What you should do: You are asked to filter the data below and copy every line holding "Serialize".

Stored data:
================

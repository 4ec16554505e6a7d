//! beacon-server: device telemetry relay daemon
//!
//! - Accepts JSON status updates from devices on `/update`
//! - Serves the dashboard behind basic auth and a long-lived session cookie
//! - Pushes the full device table to every live channel on each update
//! - Flushes the device table to disk on shutdown

use std::net::SocketAddr;

use tracing_subscriber::{layer::SubscriberExt, util::SubscriberInitExt, EnvFilter};

use beacon_core::Config;
use beacon_server::AppState;

#[tokio::main]
async fn main() -> anyhow::Result<()> {
    // Initialize tracing
    tracing_subscriber::registry()
        .with(EnvFilter::try_from_default_env().unwrap_or_else(|_| "beacon_server=debug,tower_http=debug".into()))
        .with(tracing_subscriber::fmt::layer())
        .init();

    // Load configuration
    let config = Config::load().unwrap_or_else(|e| {
        tracing::warn!("Failed to load config: {}, using defaults", e);
        Config::default()
    });

    // Create shared application state
    let state = AppState::init(&config.server).into_shared();
    tracing::info!("State file: {}", config.server.state_file.display());

    let app = beacon_server::router(state.clone());

    // Start server
    let addr = SocketAddr::from((
        config.server.listen_addr.parse::<std::net::IpAddr>()?,
        config.server.port,
    ));
    tracing::info!("beacon-server listening on {}", addr);

    let listener = tokio::net::TcpListener::bind(addr).await?;
    axum::serve(listener, app)
        .with_graceful_shutdown(shutdown_signal())
        .await?;

    // Flush device table
    state.read().await.teardown()?;

    Ok(())
}

/// Resolve on Ctrl-C or SIGTERM
async fn shutdown_signal() {
    let ctrl_c = async {
        if let Err(e) = tokio::signal::ctrl_c().await {
            tracing::error!("Failed to listen for Ctrl-C: {}", e);
            std::future::pending::<()>().await;
        }
    };

    #[cfg(unix)]
    let terminate = async {
        match tokio::signal::unix::signal(tokio::signal::unix::SignalKind::terminate()) {
            Ok(mut sig) => {
                sig.recv().await;
            }
            Err(e) => {
                tracing::error!("Failed to listen for SIGTERM: {}", e);
                std::future::pending::<()>().await;
            }
        }
    };

    #[cfg(not(unix))]
    let terminate = std::future::pending::<()>();

    tokio::select! {
        _ = ctrl_c => {},
        _ = terminate => {},
    }

    tracing::info!("Shutting down");
}
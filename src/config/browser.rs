//! Browser configuration.

use std::env;
use std::path::PathBuf;

use serde::{Deserialize, Serialize};

/// Settings for the Chrome session that renders the listing page.
#[derive(Debug, Clone, Serialize, Deserialize)]
#[serde(default)]
pub struct BrowserConfig {
    /// Run without a visible window.
    pub headless: bool,
    /// Explicit Chrome/Chromium executable; auto-detected when absent.
    #[serde(skip_serializing_if = "Option::is_none")]
    pub chrome_path: Option<PathBuf>,
    /// DevTools endpoint of an already running browser (e.g. `ws://localhost:9222`).
    #[serde(skip_serializing_if = "Option::is_none")]
    pub remote_url: Option<String>,
    /// Proxy server passed to Chrome as `--proxy-server`.
    #[serde(skip_serializing_if = "Option::is_none")]
    pub proxy: Option<String>,
    /// Extra command-line arguments for a locally launched browser.
    #[serde(skip_serializing_if = "Vec::is_empty")]
    pub chrome_args: Vec<String>,
    /// Navigation timeout in seconds.
    pub timeout_secs: u64,
}

impl Default for BrowserConfig {
    fn default() -> Self {
        Self {
            headless: true,
            chrome_path: None,
            remote_url: None,
            proxy: None,
            chrome_args: Vec::new(),
            timeout_secs: 30,
        }
    }
}

impl BrowserConfig {
    pub fn with_env_overrides(mut self) -> Self {
        if let Ok(url) = env::var("CHROME_REMOTE_URL") {
            if !url.is_empty() {
                self.remote_url = Some(url);
            }
        }
        self
    }
}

================

Reply to the exercise:
use serde::{Deserialize, Serialize};
#[derive(Debug, Clone, Serialize, Deserialize)]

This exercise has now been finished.